In the next class, I presented my idea to Ana Branco, now my eternal guru, friend, and mentor, but back then just an unusually eccentric professor in her “classroom” — a tent on a dirt floor with a bonfire inside. She thought my theme could make an interesting project and asked me to bring some reference packaging that I thought was well-designed for the following class.

Still new to it all, trying to make sense of the contrast between that hippie setting with this professor who was part witch, part fairy, and everything I had imagined a classroom for learning to design stylish chairs and lamps — like the ones in Italian design books — should be, I brought a few imported cookie packages my mother used to buy, with little drawers that struck me as the peak of usability. Oh, how wrong I was! Ana took my cherished references, examined them, laughed, and tossed them into the fire! “Kid, are you crazy? You want to start learning what it means to be a designer with these mediocre references? Have you thought about the packaging that brought you into this world?”

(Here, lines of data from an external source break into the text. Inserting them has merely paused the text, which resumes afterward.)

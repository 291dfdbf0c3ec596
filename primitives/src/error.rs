//! Error types and result codes for the Layer0 hub chain.
//!
//! `DecodeError` and `ValidationError` are surfaced per transaction and never
//! abort a block. `ResultCode` is the numeric status reported back to the
//! consensus engine for `CheckTx` and each `FinalizeBlock` transaction.

use thiserror::Error;

use crate::types::Amount;

/// Per-transaction result codes reported to the consensus engine.
///
/// These repr values are part of the external contract and MUST NOT change.
#[derive(Debug, Clone, Copy, PartialEq, Eq, Hash)]
#[repr(u32)]
pub enum ResultCode {
    Ok = 0,
    DecodeFailed = 1,
    Rejected = 2,
}

impl ResultCode {
    /// Convert from a u32 status code.
    pub fn from_u32(code: u32) -> Option<Self> {
        match code {
            0 => Some(Self::Ok),
            1 => Some(Self::DecodeFailed),
            2 => Some(Self::Rejected),
            _ => None,
        }
    }

    /// Return the u32 representation of this code.
    pub fn as_u32(self) -> u32 {
        self as u32
    }

    /// Returns true if this is the `Ok` variant.
    pub fn is_ok(self) -> bool {
        matches!(self, Self::Ok)
    }
}

impl std::fmt::Display for ResultCode {
    fn fmt(&self, f: &mut std::fmt::Formatter<'_>) -> std::fmt::Result {
        match self {
            Self::Ok => write!(f, "OK"),
            Self::DecodeFailed => write!(f, "ERR_DECODE"),
            Self::Rejected => write!(f, "ERR_REJECTED"),
        }
    }
}

/// Transaction payload could not be turned into a [`Transaction`](crate::Transaction).
#[derive(Debug, Clone, PartialEq, Eq, Error)]
pub enum DecodeError {
    /// Payload was empty after trimming whitespace.
    #[error("empty tx")]
    EmptyPayload,

    /// Payload was neither a JSON transaction nor base64 of one.
    #[error("bad json tx: {0}")]
    MalformedTransaction(String),
}

/// A decoded transaction was rejected by the executor.
///
/// Rejection leaves the ledger exactly as it was before the transaction.
#[derive(Debug, Clone, PartialEq, Eq, Error)]
pub enum ValidationError {
    /// Fee is below `ChainParams::fee_base`.
    #[error("fee too low: {fee} (min {min})")]
    FeeTooLow { fee: Amount, min: Amount },

    /// A required account field was empty.
    #[error("missing {0}")]
    MissingField(&'static str),

    /// Amount was zero or negative.
    #[error("amount must be > 0")]
    NonPositiveAmount,

    /// Payer cannot cover `amount + fee`.
    #[error("insufficient balance: have {have}, need {need}")]
    InsufficientBalance { have: Amount, need: Amount },

    /// `type` tag did not name a known transaction kind.
    #[error("unknown tx type: {0}")]
    UnknownTransactionType(String),

    /// An intermediate sum would not fit in an i64.
    #[error("arithmetic overflow")]
    ArithmeticOverflow,
}
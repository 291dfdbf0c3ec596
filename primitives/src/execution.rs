//! Execution boundary types: per-transaction results and block outcomes.
//!
//! These are what the protocol handler reports back to the consensus
//! engine for `CheckTx` and `FinalizeBlock`.

use serde::{Deserialize, Serialize};

use crate::error::ResultCode;
use crate::params::FeeSplit;
use crate::types::{Amount, BlockHeight};

/// Outcome of one transaction, as reported to the consensus engine.
#[derive(Debug, Clone, PartialEq, Eq, Serialize, Deserialize)]
pub struct TxResult {
    /// 0 = success, 1 = decode failure, 2 = rejected.
    pub code: u32,
    /// Human-readable reason for a non-zero code. Empty on success.
    #[serde(default, skip_serializing_if = "String::is_empty")]
    pub log: String,
}

impl TxResult {
    /// Successful result.
    pub fn ok() -> Self {
        Self {
            code: ResultCode::Ok.as_u32(),
            log: String::new(),
        }
    }

    /// Failed result with the given code and message.
    pub fn failure(code: ResultCode, log: impl Into<String>) -> Self {
        Self {
            code: code.as_u32(),
            log: log.into(),
        }
    }

    /// Typed view of `code`, `None` for a code this crate never emits.
    pub fn result_code(&self) -> Option<ResultCode> {
        ResultCode::from_u32(self.code)
    }

    /// Returns true if `code` is 0.
    pub fn is_ok(&self) -> bool {
        self.result_code().is_some_and(ResultCode::is_ok)
    }
}

/// Result of executing one block against a ledger.
#[derive(Debug, Clone, PartialEq, Eq)]
pub struct BlockOutcome {
    /// Engine-supplied height the ledger now sits at.
    pub height: BlockHeight,
    /// One entry per input transaction, in input order.
    pub tx_results: Vec<TxResult>,
    /// Application fingerprint for `height`.
    pub app_hash: Vec<u8>,
    /// Total fees burned by successful transactions.
    pub burned: Amount,
    /// Total fees credited to the treasury.
    pub to_treasury: Amount,
}

impl BlockOutcome {
    /// Number of transactions that succeeded.
    pub fn accepted(&self) -> usize {
        self.tx_results.iter().filter(|r| r.is_ok()).count()
    }

    /// Fold a fee split into the block totals.
    pub fn record_fee(&mut self, split: FeeSplit) {
        self.burned = self.burned.saturating_add(split.burned);
        self.to_treasury = self.to_treasury.saturating_add(split.to_treasury);
    }
}
//! Single-transaction executor with fee settlement.
//!
//! `apply_transaction` stages every write in a [`StateOverlay`] and commits
//! only after all checks pass:
//!
//! 1. Fee floor (`fee >= fee_base`), for every variant
//! 2. Variant checks (accounts present, `amount > 0`, payer covers `amount + fee`)
//! 3. Variant effect
//! 4. Fee split: `fee * fee_burn_bps / 10000` is burned, the rest goes to
//!    the treasury
//!
//! A rejected transaction leaves the ledger exactly as it found it. Earlier
//! transactions in the same block are not affected.

use layer0_primitives::{
    Amount, FeeSplit, Ledger, StateKey, StateOverlay, StateView, Transaction, ValidationError,
};

use crate::validation::{validate_accounts, validate_amount, validate_fee};

/// Validate and apply one transaction, returning how its fee was split.
pub fn apply_transaction(
    ledger: &mut Ledger,
    tx: &Transaction,
) -> Result<FeeSplit, ValidationError> {
    let (overlay, split) = stage_transaction(ledger, tx)?;
    ledger.commit(overlay);
    Ok(split)
}

/// Compute the writes of `tx` without touching `ledger`.
pub fn stage_transaction(
    ledger: &Ledger,
    tx: &Transaction,
) -> Result<(StateOverlay, FeeSplit), ValidationError> {
    let fee = tx.fee();
    validate_fee(ledger.params(), fee)?;

    let mut overlay = StateOverlay::new();
    match tx {
        Transaction::Transfer {
            from, to, amount, ..
        } => {
            validate_accounts(from, to, "from/to")?;
            validate_amount(*amount)?;
            debit(ledger, &mut overlay, from, *amount, fee)?;
            credit(ledger, &mut overlay, StateKey::balance(to), *amount)?;
        }
        Transaction::Delegate {
            delegator,
            validator,
            amount,
            ..
        } => {
            validate_accounts(delegator, validator, "delegator/validator")?;
            validate_amount(*amount)?;
            debit(ledger, &mut overlay, delegator, *amount, fee)?;
            credit(
                ledger,
                &mut overlay,
                StateKey::delegation(delegator, validator),
                *amount,
            )?;
        }
        Transaction::Unrecognized { kind, .. } => {
            return Err(ValidationError::UnknownTransactionType(kind.clone()));
        }
    }

    // The burned part is credited nowhere.
    let split = ledger.params().split_fee(fee);
    credit(ledger, &mut overlay, StateKey::Treasury, split.to_treasury)?;

    Ok((overlay, split))
}

/// Debit `amount + fee` from `account`, failing if it cannot cover it.
fn debit(
    base: &dyn StateView,
    overlay: &mut StateOverlay,
    account: &str,
    amount: Amount,
    fee: Amount,
) -> Result<(), ValidationError> {
    let key = StateKey::balance(account);
    let need = amount
        .checked_add(fee)
        .ok_or(ValidationError::ArithmeticOverflow)?;
    let have = overlay.get(base, &key);
    if have < need {
        return Err(ValidationError::InsufficientBalance { have, need });
    }
    let remaining = have
        .checked_sub(need)
        .ok_or(ValidationError::ArithmeticOverflow)?;
    overlay.set(key, remaining);
    Ok(())
}

/// Credit `amount` to `key`.
fn credit(
    base: &dyn StateView,
    overlay: &mut StateOverlay,
    key: StateKey,
    amount: Amount,
) -> Result<(), ValidationError> {
    let current = overlay.get(base, &key);
    let updated = current
        .checked_add(amount)
        .ok_or(ValidationError::ArithmeticOverflow)?;
    overlay.set(key, updated);
    Ok(())
}
//! Transactional state overlay for the Layer0 ledger.
//!
//! The executor stages every write of a transaction in a `StateOverlay`.
//! Reads see the committed ledger plus the staged writes. On success the
//! overlay is committed to the [`Ledger`](crate::Ledger) in one step; on
//! failure it is dropped, so a rejected transaction never leaves a partial
//! mutation behind.

use std::collections::BTreeMap;

use crate::types::{AccountId, Amount, TREASURY_ACCOUNT};

/// Addressable ledger entry.
///
/// The treasury has exactly one key. A balance lookup for the reserved
/// `"treasury"` account resolves to `StateKey::Treasury`, which keeps the
/// counter and its balance view from ever drifting apart.
#[derive(Debug, Clone, PartialEq, Eq, PartialOrd, Ord, Hash)]
pub enum StateKey {
    /// Spendable balance of a regular account.
    Balance(AccountId),
    /// Amount staked by `delegator` on `validator`.
    Delegation {
        delegator: AccountId,
        validator: AccountId,
    },
    /// Treasury counter.
    Treasury,
}

impl StateKey {
    /// Key for the spendable balance of `account`.
    pub fn balance(account: &str) -> Self {
        if account == TREASURY_ACCOUNT {
            Self::Treasury
        } else {
            Self::Balance(account.to_string())
        }
    }

    /// Key for a delegation pair.
    pub fn delegation(delegator: &str, validator: &str) -> Self {
        Self::Delegation {
            delegator: delegator.to_string(),
            validator: validator.to_string(),
        }
    }
}

/// Something the overlay can read through to.
pub trait StateView {
    /// Committed value for `key`, zero if absent.
    fn get(&self, key: &StateKey) -> Amount;
}

/// Write buffer overlaying committed ledger state.
///
/// Uses `BTreeMap` so commit order is deterministic.
#[derive(Debug, Clone, Default)]
pub struct StateOverlay {
    writes: BTreeMap<StateKey, Amount>,
}

impl StateOverlay {
    /// Create a new empty overlay.
    pub fn new() -> Self {
        Self {
            writes: BTreeMap::new(),
        }
    }

    /// Read `key` through the overlay: staged value first, then `base`.
    pub fn get(&self, base: &dyn StateView, key: &StateKey) -> Amount {
        match self.writes.get(key) {
            Some(value) => *value,
            None => base.get(key),
        }
    }

    /// Stage a new value for `key`, replacing any earlier staged value.
    pub fn set(&mut self, key: StateKey, value: Amount) {
        self.writes.insert(key, value);
    }

    /// Consume the overlay and return all staged writes in key order.
    pub fn drain(self) -> BTreeMap<StateKey, Amount> {
        self.writes
    }
}
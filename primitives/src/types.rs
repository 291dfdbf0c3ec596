//! Core type aliases and constants for the Layer0 hub chain.
//!
//! These types are shared by the ledger, the executor, and the protocol
//! handler.

/// 32-byte BLAKE3 digest.
pub type Hash = [u8; 32];

/// Account identifier. Accounts are plain UTF-8 names (`"alice"`, `"v1"`).
pub type AccountId = String;

/// Block height as supplied by the consensus engine.
pub type BlockHeight = i64;

/// Signed integer amount of the native unit.
pub type Amount = i64;

/// Application identity reported by `Info`.
pub const APP_NAME: &str = "layer0-hub-chain";

/// Application version reported by `Info`.
pub const APP_VERSION: &str = "0.1.0";

/// Reserved balance key that mirrors the treasury counter.
pub const TREASURY_ACCOUNT: &str = "treasury";

/// Denominator for basis-point fractions.
pub const BPS_DENOMINATOR: i64 = 10_000;

/// Funding for each genesis account.
pub const GENESIS_BALANCE: Amount = 1_000_000;

/// Accounts funded at genesis.
pub const GENESIS_ACCOUNTS: [&str; 2] = ["alice", "bob"];

/// Compute the application fingerprint returned to the consensus engine.
///
/// The fingerprint depends on the height alone: `"h:<height>"` as bytes.
/// Every replica at the same height reports the same value.
pub fn app_hash(height: BlockHeight) -> Vec<u8> {
    format!("h:{}", height).into_bytes()
}

/// Convert a `Hash` to a hex string for display purposes.
pub fn hash_to_hex(hash: &Hash) -> String {
    let mut s = String::with_capacity(66);
    s.push_str("0x");
    for byte in hash {
        use std::fmt::Write;
        let _ = write!(s, "{:02x}", byte);
    }
    s
}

She was referring to my mother’s womb as the ultimate packaging — it protects when needed, nourishes, and cradles the contents, and at just the right time, invites them to lead an independent life. At that moment, I had an epiphany that would forever shape my life as a creative and professional. I realized I could look to nature as an endless source of inspiration for design solutions.

That same day, I ate a banana and compared how much more user-friendly it was compared to that infamous ketchup packet. I was discovering “bionics” — what we now call “biomimicry” — which would define my professional journey, become the foundation for most of my creative reflections, and plant the original seed for Tátil, the design office now celebrating its 35th anniversary, which was born a year later in that very tent, nourished by the revolutionary provocations of this incredible woman I’m honoring today.

Ana Branco, now freshly 80 and still active at PUC, was much more than a teacher to me and her thousands of students over more than 40 years. She helped us understand who we truly were, our true nature, and our power place of strength. In a recent tribute class on campus that I and numerous alumni from various eras organized, it was easy to see in every testimonial how much this was her real purpose.

In our stories, it became clear that beyond teaching us methodologies or techniques to become good designers, Ana provoked us — through her “methodological tricks” — to dive into diverse spaces such as schools, hospitals, gyms, or any place where we could interact deeply with people passionate about their work. They were the “intercessors” — teachers, doctors, therapists, or other professionals driven by goals of transforming realities, with whom we would ally to, first and foremost, learn, and if all went well, contribute with ideas and design solutions that made a difference.

Ana always believed that only through real coexistence could we capture the creative potential in every space, constantly working to amplify what already existed in abundance rather than focusing on lack. She insisted that true learning lies far more in the journey than in the results. In these intense journeys, full of dedication, missteps, challenges, smiles, and tears, we had the opportunity to encounter our limitations, strengths, and weaknesses, our true character — a great existential laboratory where the project was merely an excuse to advance in understanding what moves us, how we see the world, what we believe in, and what makes our eyes light up. True self-discovery.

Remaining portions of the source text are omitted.